**WHAT THIS TASK INVOLVES**
Please reproduce every record, keeping each one exactly as written.

**DATASET CONTENT**
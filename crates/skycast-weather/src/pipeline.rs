//! Geocode → forecast pipeline.

use serde::{Deserialize, Serialize};

use crate::geocode::Geocoder;
use crate::provider::ForecastProvider;
use crate::types::{FetchOptions, ForecastBundle, Location, WeatherError};
use crate::units::TemperatureUnit;

/// A resolved location together with its normalized forecast
#[derive(Debug, Clone, PartialEq, Serialize, Deserialize)]
pub struct WeatherReport {
    pub location: Location,
    pub forecast: ForecastBundle,
}

impl WeatherReport {
    /// One-line summary, e.g. "Chicago, United States: 41.0°F, Overcast".
    pub fn summary(&self, unit: TemperatureUnit) -> String {
        format!(
            "{}: {}, {}",
            self.location.display_name(),
            unit.format(self.forecast.current.temperature_celsius),
            self.forecast.current.description()
        )
    }
}

/// Runs the two sequential provider calls for a city query.
#[derive(Debug, Clone)]
pub struct WeatherPipeline {
    geocoder: Geocoder,
    provider: ForecastProvider,
    options: FetchOptions,
}

impl WeatherPipeline {
    pub fn new(geocoder: Geocoder, provider: ForecastProvider, options: FetchOptions) -> Self {
        Self {
            geocoder,
            provider,
            options,
        }
    }

    /// Resolve `query` and fetch its forecast with the pipeline's options.
    ///
    /// # Errors
    /// Any [`WeatherError`] from the geocoder or forecast provider; the
    /// forecast request is never issued when geocoding fails.
    pub async fn lookup(&self, query: &str) -> Result<WeatherReport, WeatherError> {
        self.lookup_with(query, &self.options).await
    }

    /// Like [`WeatherPipeline::lookup`] with per-call options.
    pub async fn lookup_with(
        &self,
        query: &str,
        options: &FetchOptions,
    ) -> Result<WeatherReport, WeatherError> {
        let location = self.geocoder.resolve(query).await?;
        let forecast = self.provider.fetch(&location, options).await?;
        Ok(WeatherReport { location, forecast })
    }
}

**SOLUTION FOR THIS EXERCISE**
filename crates/skycast-weather/src/pipeline.rs
//! Geocode → forecast pipeline.

use serde::{Deserialize, Serialize};

use crate::geocode::Geocoder;
use crate::provider::ForecastProvider;
use crate::types::{FetchOptions, ForecastBundle, Location, WeatherError};
use crate::units::TemperatureUnit;

/// A resolved location together with its normalized forecast
#[derive(Debug, Clone, PartialEq, Serialize, Deserialize)]
pub struct WeatherReport {
    pub location: Location,
    pub forecast: ForecastBundle,
}

impl WeatherReport {
    /// One-line summary, e.g. "Chicago, United States: 41.0°F, Overcast".
    pub fn summary(&self, unit: TemperatureUnit) -> String {
        format!(
            "{}: {}, {}",
            self.location.display_name(),
            unit.format(self.forecast.current.temperature_celsius),
            self.forecast.current.description()
        )
    }
}

/// Runs the two sequential provider calls for a city query.
#[derive(Debug, Clone)]
pub struct WeatherPipeline {
    geocoder: Geocoder,
    provider: ForecastProvider,
    options: FetchOptions,
}

impl WeatherPipeline {
    pub fn new(geocoder: Geocoder, provider: ForecastProvider, options: FetchOptions) -> Self {
        Self {
            geocoder,
            provider,
            options,
        }
    }

    /// Resolve `query` and fetch its forecast with the pipeline's options.
    ///
    /// # Errors
    /// Any [`WeatherError`] from the geocoder or forecast provider; the
    /// forecast request is never issued when geocoding fails.
    pub async fn lookup(&self, query: &str) -> Result<WeatherReport, WeatherError> {
        self.lookup_with(query, &self.options).await
    }

    /// Like [`WeatherPipeline::lookup`] with per-call options.
    pub async fn lookup_with(
        &self,
        query: &str,
        options: &FetchOptions,
    ) -> Result<WeatherReport, WeatherError> {
        let location = self.geocoder.resolve(query).await?;
        let forecast = self.provider.fetch(&location, options).await?;
        Ok(WeatherReport { location, forecast })
    }
}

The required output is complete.